Que sirva de ilustração da falta de uso da «navalha de Ockham» no âmbito da pedagogia, cuja cientificidade é polémica, o seguinte exemplo: a proliferação discursiva de «tipos» de avaliação. Dela, aliás, fazem eco os diplomas legais, dos quais destaco o regime de avaliação dos alunos do Ensino Secundário (cf. Despacho Normativo n.º 338/93 de 29 de Setembro). Nele, no seu ponto doze, se distinguem três modalidades de avaliação: a formativa, a sumativa e a aferida. Sendo esta última da competência do Ministério da Educação, limitar-se-á o objecto de reflexão às restantes, cuja diferenciação, segundo a vulgata didactológica vigente, espelha com fidelidade a contraposição entre avaliação tradicional e moderna.

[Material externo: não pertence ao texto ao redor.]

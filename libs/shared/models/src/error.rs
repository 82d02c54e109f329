use std::fmt;

use serde::{Deserialize, Serialize};
use thiserror::Error;

/// Which uniqueness or capacity rule a `Conflict` tripped.
#[derive(Debug, Clone, Copy, PartialEq, Eq, Serialize, Deserialize)]
#[serde(rename_all = "snake_case")]
pub enum ConflictKind {
    SlotFull,
    DuplicateBooking,
    ScheduleOverlap,
    CodeCollision,
    SequenceExhausted,
    /// Another commit changed the row between read and write.
    ConcurrentUpdate,
}

impl fmt::Display for ConflictKind {
    fn fmt(&self, f: &mut fmt::Formatter<'_>) -> fmt::Result {
        match self {
            ConflictKind::SlotFull => write!(f, "slot full"),
            ConflictKind::DuplicateBooking => write!(f, "duplicate booking"),
            ConflictKind::ScheduleOverlap => write!(f, "schedule overlap"),
            ConflictKind::CodeCollision => write!(f, "payment code collision"),
            ConflictKind::SequenceExhausted => write!(f, "payment code sequence exhausted"),
            ConflictKind::ConcurrentUpdate => write!(f, "concurrent update"),
        }
    }
}

#[derive(Error, Debug, Clone, PartialEq)]
pub enum AppError {
    #[error("Validation error: {0}")]
    ValidationError(String),

    #[error("Not Found: {0}")]
    NotFound(String),

    #[error("Business rule violation: {0}")]
    BusinessRuleViolation(String),

    #[error("Conflict ({kind}): {message}")]
    Conflict { kind: ConflictKind, message: String },

    /// The unit of work did not finish inside its deadline; nothing was committed.
    #[error("Timeout: {0}")]
    Timeout(String),

    #[error("Database error: {0}")]
    Database(String),

    #[error("External service error: {0}")]
    ExternalService(String),
}

impl AppError {
    pub fn conflict(kind: ConflictKind, message: impl Into<String>) -> Self {
        AppError::Conflict { kind, message: message.into() }
    }

    pub fn conflict_kind(&self) -> Option<ConflictKind> {
        match self {
            AppError::Conflict { kind, .. } => Some(*kind),
            _ => None,
        }
    }

    /// Callers may resubmit the same request after these.
    pub fn is_retryable(&self) -> bool {
        matches!(
            self,
            AppError::Timeout(_)
                | AppError::Conflict { kind: ConflictKind::CodeCollision | ConflictKind::ConcurrentUpdate, .. }
        )
    }
}

pub type AppResult<T> = Result<T, AppError>;

#[cfg(test)]
mod tests {
    use super::*;

    #[test]
    fn only_timeouts_and_write_races_are_retryable() {
        assert!(AppError::Timeout("tx".into()).is_retryable());
        assert!(AppError::conflict(ConflictKind::ConcurrentUpdate, "appointment").is_retryable());
        assert!(AppError::conflict(ConflictKind::CodeCollision, "LH20241217001").is_retryable());
        assert!(!AppError::conflict(ConflictKind::SlotFull, "slot full").is_retryable());
        assert!(!AppError::conflict(ConflictKind::DuplicateBooking, "dup").is_retryable());
        assert!(!AppError::NotFound("doctor".into()).is_retryable());
    }

    #[test]
    fn conflict_message_names_the_kind() {
        let err = AppError::conflict(ConflictKind::SlotFull, "15 of 15 seats taken");
        assert_eq!(err.to_string(), "Conflict (slot full): 15 of 15 seats taken");
        assert_eq!(err.conflict_kind(), Some(ConflictKind::SlotFull));
    }
}
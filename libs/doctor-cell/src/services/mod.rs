pub mod directory;

pub use directory::SupabaseDoctorDirectory;
use chrono::{DateTime, Utc};
use serde::{Deserialize, Serialize};
use uuid::Uuid;

#[derive(Debug, Clone, Copy, Serialize, Deserialize, PartialEq, Eq)]
#[serde(rename_all = "SCREAMING_SNAKE_CASE")]
pub enum DoctorStatus {
    #[serde(alias = "active")]
    Active,
    #[serde(alias = "inactive")]
    Inactive,
    #[serde(alias = "suspended")]
    Suspended,
}

/// The slice of a doctor record the booking path needs.
#[derive(Debug, Clone, Serialize, Deserialize, PartialEq)]
pub struct DoctorProfile {
    pub id: Uuid,
    pub status: DoctorStatus,
    pub consultation_fee: i64,
    #[serde(default)]
    pub deleted_at: Option<DateTime<Utc>>,
}

impl DoctorProfile {
    pub fn is_deleted(&self) -> bool {
        self.deleted_at.is_some()
    }

    pub fn accepts_bookings(&self) -> bool {
        !self.is_deleted() && self.status == DoctorStatus::Active
    }
}
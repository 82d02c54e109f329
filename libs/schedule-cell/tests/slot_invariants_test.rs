// libs/schedule-cell/tests/slot_invariants_test.rs
//
// Property checks for the slot overlap rules.

use chrono::{Duration, NaiveDate};
use proptest::prelude::*;

use schedule_cell::{SlotDefinition, SlotOverlapValidator};
use shared_models::{DayOfWeek, SlotTime};

fn day_strategy() -> impl Strategy<Value = DayOfWeek> {
    prop::sample::select(DayOfWeek::ALL.to_vec())
}

/// Whole quarter hours between 00:00 and 23:45.
fn slot_strategy() -> impl Strategy<Value = SlotDefinition> {
    (day_strategy(), 0u32..96, 1u32..16).prop_map(|(day, start_q, len_q)| {
        let start = start_q * 15;
        let end = (start + len_q * 15).min(23 * 60 + 59);
        SlotDefinition::new(
            day,
            SlotTime::new(start / 60, start % 60).unwrap(),
            SlotTime::new(end / 60, end % 60).unwrap(),
        )
    })
}

fn pairwise_disjoint(slots: &[SlotDefinition]) -> bool {
    for (i, a) in slots.iter().enumerate() {
        for b in &slots[i + 1..] {
            if a.day_of_week == b.day_of_week && a.start_time < b.end_time && b.start_time < a.end_time {
                return false;
            }
        }
    }
    true
}

proptest! {
    #[test]
    fn accepted_sets_never_overlap(slots in prop::collection::vec(slot_strategy(), 0..8)) {
        let well_formed = slots.iter().all(|slot| slot.start_time < slot.end_time);
        let accepted = SlotOverlapValidator::validate(&slots, None).is_ok();

        prop_assert_eq!(accepted, well_formed && pairwise_disjoint(&slots));
    }

    #[test]
    fn validation_ignores_input_order(mut slots in prop::collection::vec(slot_strategy(), 0..8)) {
        let forward = SlotOverlapValidator::validate(&slots, None).is_ok();
        slots.reverse();
        prop_assert_eq!(forward, SlotOverlapValidator::validate(&slots, None).is_ok());
    }

    #[test]
    fn coverage_matches_calendar(
        slots in prop::collection::vec(slot_strategy(), 1..6),
        offset in 0i64..365,
        span in 0i64..10,
    ) {
        let start = NaiveDate::from_ymd_opt(2024, 1, 1).unwrap() + Duration::days(offset);
        let end = start + Duration::days(span);

        let every_day_occurs = slots.iter().all(|slot| {
            (0..=span).any(|d| DayOfWeek::from_date(start + Duration::days(d)) == slot.day_of_week)
        });

        prop_assert_eq!(
            SlotOverlapValidator::validate_coverage(&slots, start, end).is_ok(),
            every_day_occurs
        );
    }
}
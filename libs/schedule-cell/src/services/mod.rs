pub mod conflict;
pub mod overlap;
pub mod schedule;

pub use conflict::ScheduleConflictChecker;
pub use overlap::SlotOverlapValidator;
pub use schedule::ScheduleService;
// libs/doctor-cell/src/services/directory.rs
use std::sync::Arc;

use async_trait::async_trait;
use reqwest::Method;
use serde_json::Value;
use tracing::{debug, warn};
use uuid::Uuid;

use shared_config::AppConfig;
use shared_database::supabase::SupabaseClient;
use shared_database::{DoctorLookup, StoreError};
use shared_models::DoctorProfile;

/// `DoctorLookup` over the Supabase `doctors` table.
pub struct SupabaseDoctorDirectory {
    supabase: Arc<SupabaseClient>,
}

impl SupabaseDoctorDirectory {
    pub fn new(config: &AppConfig) -> Self {
        Self {
            supabase: Arc::new(SupabaseClient::new(config)),
        }
    }

    pub fn with_client(supabase: Arc<SupabaseClient>) -> Self {
        Self { supabase }
    }
}

#[async_trait]
impl DoctorLookup for SupabaseDoctorDirectory {
    async fn find_doctor(&self, doctor_id: Uuid) -> Result<Option<DoctorProfile>, StoreError> {
        debug!("Looking up doctor {}", doctor_id);

        // Soft-deleted rows are fetched too; the booking path decides what deleted means.
        let path = format!(
            "/rest/v1/doctors?id=eq.{}&select=id,status,consultation_fee,deleted_at",
            doctor_id
        );
        let result: Vec<Value> = self
            .supabase
            .request(Method::GET, &path, None, None)
            .await
            .map_err(|e| {
                warn!("Doctor directory request failed for {}: {}", doctor_id, e);
                StoreError::Backend(format!("doctor directory: {}", e))
            })?;

        let Some(row) = result.into_iter().next() else {
            debug!("Doctor {} not found in directory", doctor_id);
            return Ok(None);
        };

        let profile: DoctorProfile = serde_json::from_value(row)
            .map_err(|e| StoreError::Backend(format!("Failed to parse doctor {}: {}", doctor_id, e)))?;

        Ok(Some(profile))
    }
}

Não faz sentido, porém, a meu ver, falar de modalidades de avaliação, distinguindo-as com base em critérios relativos (tais como: tempo, técnicas, etc.), insusceptíveis, pois, de justificar uma diferença de natureza entre elas, tanto mais que se reconhece que a sua distinção é fruto de uma estratégia de renovação e alteração das finalidades atribuídas à avaliação dos alunos: facilitar e promover a sua aprendizagem, e já não certificar e seleccionar o produto resultante desse processo. Assim sendo, se queremos ser coerentes, há que discriminar funções da avaliação (sumativa, formativa, etc.), pondo definitivamente de lado a confusa e obscura terminologia tipológica. Continuar a utilizá-la é correr o risco de cair em contradições, das quais não se livram, por exemplo, João Boavida e Carlos Barreira, docentes da Faculdade de Psicologia e de Ciências da Educação da Universidade de Coimbra. Com efeito, a páginas tantas, num texto intitulado «Nova Avaliação: Novas Exigências» (e por eles publicado no sexto volume da Revista «Inovação», mais precisamente, no seu número seis de 1993), garantem que a avaliação sumativa e a formativa «são duas modalidades de avaliação distintas, que devem ser utilizadas em momentos apropriados e sem contaminações» (cf. pág. 99). Tão taxativa afirmação, no entanto, contradiz rotundamente o que tinha sido dito na página imediatamente anterior: «a função formativa da avaliação é também desempenhada por outras formas de avaliação». A isto, mais tarde, se acrescenta uma precisão suplementar: a «avaliação sumativa pode também desempenhar um papel essencial no aperfeiçoamento da prática educativa» (cf. pág. 100).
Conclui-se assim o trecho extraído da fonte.